One of the initial challenges in conserving a design piece that has been in use for over 60 years is assessing where the work has been modified over the years by the owners, and if it is truly complete. Like in our own homes, parts of this Le Corbusier kitchen have been replaced, painted over, lost, and damaged. The empty holes, gaps, and exposed wood we saw once the kitchen was assembled were clear indications that there were missing and incongruous elements in our newly acquired work.
These visual indicators were a good start, but we needed a more systematic assessment to ensure that we would be able to exhibit the kitchen as a complete object. With this goal in mind, we traveled to Munich to see another kitchen in the collection of the Die Neue Sammlung (The International Design Museum Munich), to Marseille to see the original building, and to Paris to visit the Corbusier Foundation located in a residential home designed by Le Corbusier. For two weeks we were immersed in studying the construction of the Unité and returned to New York with detailed schematics of all the components, directions for the colors the surfaces should be painted, copies of original purchase orders for paint and hardware, and pictures of original kitchens still in use in Marseilles.
We compiled a list of everything that was damaged or missing. Each item was then put into one of two groups: items that could be replaced with original examples from other kitchens in the original building in Marseilles, and items that would have to be refabricated for the exhibition. Items like the door slides and missing hooks would be relatively easy to reproduce.

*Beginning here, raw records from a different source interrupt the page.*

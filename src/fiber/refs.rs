//! Per-fiber contextual state with a patch-based fork/merge algebra.
//!
//! A [`FiberRef`] is mutable state scoped to a fiber. When a fiber forks,
//! each ref's value crosses into the child through the ref's `fork`
//! transform; when the child is joined, the child's accumulated local
//! mutations are merged back into the parent by applying
//! `patch(diff(parent, child))` — no intermediate history is replayed.
//!
//! Every ref carries a [`RefAlgebra`] obeying the patch law
//! `patch(combine(diff(a,b), diff(b,c)), a) == patch(diff(a,c), a)`. The
//! default algebra is last-write-wins; delta-style algebras (counters, flag
//! bitsets) compose through the same interface.
//!
//! Per-fiber values live in an arena indexed by the ref's stable integer id,
//! assigned by the runtime context at ref creation; lookup never goes
//! through reference identity.

use crate::effect::node::Node;
use crate::effect::Effect;
use crate::error::RuntimeError;
use std::any::Any;
use std::convert::Infallible;
use std::marker::PhantomData;
use std::rc::Rc;

/// The stable integer identity of a fiber ref, assigned at creation time.
#[derive(Debug, Clone, Copy, PartialEq, Eq, Hash, PartialOrd, Ord)]
pub struct RefId(pub(crate) u32);

impl RefId {
    /// Returns the raw arena index.
    #[must_use]
    pub const fn index(self) -> u32 {
        self.0
    }
}

/// The patch algebra governing how a ref's values fork and merge.
pub trait RefAlgebra<T: 'static>: 'static {
    /// The patch type: a self-contained description of "what changed".
    type Patch: 'static;

    /// Computes the patch transforming `old` into `new`.
    fn diff(&self, old: &T, new: &T) -> Self::Patch;

    /// Sequentially composes two patches. Must be associative.
    fn combine(&self, first: Self::Patch, second: Self::Patch) -> Self::Patch;

    /// Applies a patch to a value.
    fn patch(&self, patch: &Self::Patch, value: T) -> T;

    /// Transforms the parent's value into the child's starting value.
    fn fork(&self, value: &T) -> T;
}

/// The default algebra: the child's final value wins on merge.
#[derive(Debug, Clone, Copy, Default)]
pub struct LastWriteWins;

impl<T: Clone + 'static> RefAlgebra<T> for LastWriteWins {
    type Patch = T;

    fn diff(&self, _old: &T, new: &T) -> T {
        new.clone()
    }

    fn combine(&self, _first: T, second: T) -> T {
        second
    }

    fn patch(&self, patch: &T, _value: T) -> T {
        patch.clone()
    }

    fn fork(&self, value: &T) -> T {
        value.clone()
    }
}

/// Type-erased algebra operations over arena slots. `None` means a slot or
/// patch did not hold the type the algebra expects.
pub(crate) trait ErasedRefOps {
    fn diff(&self, old: &Rc<dyn Any>, new: &Rc<dyn Any>) -> Option<Box<dyn Any>>;
    fn patch(&self, patch: &dyn Any, value: &Rc<dyn Any>) -> Option<Rc<dyn Any>>;
    fn fork(&self, value: &Rc<dyn Any>) -> Option<Rc<dyn Any>>;
}

struct TypedOps<T, A> {
    algebra: A,
    _marker: PhantomData<fn() -> T>,
}

impl<T: 'static, A: RefAlgebra<T>> ErasedRefOps for TypedOps<T, A>
where
    T: Clone,
{
    fn diff(&self, old: &Rc<dyn Any>, new: &Rc<dyn Any>) -> Option<Box<dyn Any>> {
        let old = old.downcast_ref::<T>()?;
        let new = new.downcast_ref::<T>()?;
        Some(Box::new(self.algebra.diff(old, new)))
    }

    fn patch(&self, patch: &dyn Any, value: &Rc<dyn Any>) -> Option<Rc<dyn Any>> {
        let patch = patch.downcast_ref::<A::Patch>()?;
        let value = value.downcast_ref::<T>()?.clone();
        Some(Rc::new(self.algebra.patch(patch, value)))
    }

    fn fork(&self, value: &Rc<dyn Any>) -> Option<Rc<dyn Any>> {
        let value = value.downcast_ref::<T>()?;
        Some(Rc::new(self.algebra.fork(value)))
    }
}

/// Shared per-ref metadata: the initial value and the erased algebra.
pub(crate) struct RefMeta {
    pub(crate) initial: Rc<dyn Any>,
    pub(crate) ops: Rc<dyn ErasedRefOps>,
}

/// The crate-internal, untyped view of a fiber ref.
#[derive(Clone)]
pub(crate) struct ErasedFiberRef {
    pub(crate) id: RefId,
    pub(crate) meta: Rc<RefMeta>,
}

/// Per-fiber contextual mutable state, forked and merged across fiber
/// boundaries via each ref's patch algebra.
pub struct FiberRef<T> {
    erased: ErasedFiberRef,
    _marker: PhantomData<fn() -> T>,
}

impl<T> Clone for FiberRef<T> {
    fn clone(&self) -> Self {
        Self {
            erased: self.erased.clone(),
            _marker: PhantomData,
        }
    }
}

impl<T: Clone + 'static> FiberRef<T> {
    /// Creates a new fiber ref with the last-write-wins algebra.
    #[must_use]
    pub fn make(initial: T) -> Effect<Self, Infallible> {
        Self::make_with(initial, LastWriteWins)
    }

    /// Creates a new fiber ref with an explicit patch algebra.
    #[must_use]
    pub fn make_with<A: RefAlgebra<T>>(initial: T, algebra: A) -> Effect<Self, Infallible> {
        Effect::from_node(Node::Stateful(Box::new(move |view| {
            let meta = Rc::new(RefMeta {
                initial: Rc::new(initial),
                ops: Rc::new(TypedOps {
                    algebra,
                    _marker: PhantomData::<fn() -> T>,
                }),
            });
            let id = view.allocate_ref_id();
            Node::Succeed(Box::new(Self {
                erased: ErasedFiberRef { id, meta },
                _marker: PhantomData,
            }))
        })))
    }

    /// Reads the current fiber's value of this ref.
    #[must_use]
    pub fn get(&self) -> Effect<T, Infallible> {
        let erased = self.erased.clone();
        Effect::from_node(Node::Stateful(Box::new(move |view| {
            let value = view.ref_get(&erased);
            match value.downcast_ref::<T>() {
                Some(v) => Node::Succeed(Box::new(v.clone())),
                None => Node::fail_cause(crate::cause::Cause::Die(
                    RuntimeError::RefTypeMismatch { id: erased.id }.into_defect(),
                )),
            }
        })))
    }

    /// Sets the current fiber's value of this ref.
    #[must_use]
    pub fn set(&self, value: T) -> Effect<(), Infallible> {
        let erased = self.erased.clone();
        Effect::from_node(Node::Stateful(Box::new(move |view| {
            view.ref_set(&erased, Rc::new(value));
            Node::unit()
        })))
    }

    /// Updates the current fiber's value of this ref.
    #[must_use]
    pub fn update(&self, f: impl FnOnce(T) -> T + 'static) -> Effect<(), Infallible> {
        let erased = self.erased.clone();
        Effect::from_node(Node::Stateful(Box::new(move |view| {
            let value = view.ref_get(&erased);
            match value.downcast_ref::<T>() {
                Some(v) => {
                    view.ref_set(&erased, Rc::new(f(v.clone())));
                    Node::unit()
                }
                None => Node::fail_cause(crate::cause::Cause::Die(
                    RuntimeError::RefTypeMismatch { id: erased.id }.into_defect(),
                )),
            }
        })))
    }

    /// Runs `effect` with this ref set to `value`, restoring the previous
    /// value afterwards regardless of how the effect exits.
    #[must_use]
    pub fn locally<A: 'static, E: Clone + 'static>(
        &self,
        value: T,
        effect: Effect<A, E>,
    ) -> Effect<A, E> {
        let this = self.clone();
        let setter = self.clone();
        self.get().infallible().flat_map(move |previous| {
            setter
                .set(value)
                .infallible()
                .flat_map(move |()| effect.ensuring(this.set(previous)))
        })
    }
}

impl<T> core::fmt::Debug for FiberRef<T> {
    fn fmt(&self, f: &mut core::fmt::Formatter<'_>) -> core::fmt::Result {
        write!(f, "FiberRef({:?})", self.erased.id)
    }
}

/// One occupied arena slot in a fiber's ref store.
struct Slot {
    value: Rc<dyn Any>,
    meta: Rc<RefMeta>,
}

impl Slot {
    fn fork(&self) -> Self {
        // A slot that no longer holds its own type restarts the child from
        // the ref's initial value.
        Self {
            value: self
                .meta
                .ops
                .fork(&self.value)
                .unwrap_or_else(|| self.meta.initial.clone()),
            meta: self.meta.clone(),
        }
    }
}

/// The per-fiber ref store: an arena indexed by [`RefId`].
#[derive(Default)]
pub(crate) struct FiberRefs {
    slots: Vec<Option<Slot>>,
}

impl FiberRefs {
    pub(crate) fn new() -> Self {
        Self::default()
    }

    /// Reads the fiber's value, falling back to the ref's initial value.
    pub(crate) fn get(&self, r: &ErasedFiberRef) -> Rc<dyn Any> {
        self.slots
            .get(r.id.0 as usize)
            .and_then(Option::as_ref)
            .map_or_else(|| r.meta.initial.clone(), |slot| slot.value.clone())
    }

    pub(crate) fn set(&mut self, r: &ErasedFiberRef, value: Rc<dyn Any>) {
        let index = r.id.0 as usize;
        if self.slots.len() <= index {
            self.slots.resize_with(index + 1, || None);
        }
        self.slots[index] = Some(Slot {
            value,
            meta: r.meta.clone(),
        });
    }

    /// Produces the child's starting store: every slot crosses through its
    /// ref's fork transform.
    pub(crate) fn fork_child(&self) -> Self {
        Self {
            slots: self
                .slots
                .iter()
                .map(|slot| slot.as_ref().map(Slot::fork))
                .collect(),
        }
    }

    /// Merges a joined child's store into this one: for each slot the child
    /// touched, `patch(diff(parent, child), parent)` becomes the parent's
    /// new value. A slot whose value does not hold its ref's type aborts the
    /// merge with [`RuntimeError::RefTypeMismatch`].
    pub(crate) fn merge_child(&mut self, child: Self) -> Result<(), RuntimeError> {
        for (index, slot) in child.slots.into_iter().enumerate() {
            let Some(child_slot) = slot else { continue };
            let id = RefId(u32::try_from(index).unwrap_or(u32::MAX));
            let parent_value = self
                .slots
                .get(index)
                .and_then(Option::as_ref)
                .map_or_else(|| child_slot.meta.initial.clone(), |s| s.value.clone());
            let ops = &child_slot.meta.ops;
            let patch = ops
                .diff(&parent_value, &child_slot.value)
                .ok_or(RuntimeError::RefTypeMismatch { id })?;
            let merged = ops
                .patch(patch.as_ref(), &parent_value)
                .ok_or(RuntimeError::RefTypeMismatch { id })?;
            if self.slots.len() <= index {
                self.slots.resize_with(index + 1, || None);
            }
            self.slots[index] = Some(Slot {
                value: merged,
                meta: child_slot.meta,
            });
        }
        Ok(())
    }
}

However, original fixtures like the faucet are rare and difficult to find or reproduce.
During our search to find original replacements we met Jean-Marc Drut, an avid design enthusiast who has carefully renovated his apartment in Marseille back to Le Corbusier’s 1953 specifications. During his renovation he collected multiples of several kitchen elements including many pieces that we were missing. MoMA will acquire from him the original keys for the cabinets at the front of the bar and two of the missing lamps.
For the items that had to be refabricated we worked directly from the original examples we saw in Marseilles and original drawings from the foundation. Staff carpenters at MoMA fabricated and patinated exhibition copies of the grocery access door, sliding door fronts, handles, and the rest of the missing wooden pieces. The aluminum hooks and rack will be outsourced to a private fabricator. Again we provided our contractors with specifications from the Corbusier Foundation and a silicone rubber mold taken directly from one of the original hooks from the kitchen in the collection of the Die Neue Sammlung in Munich.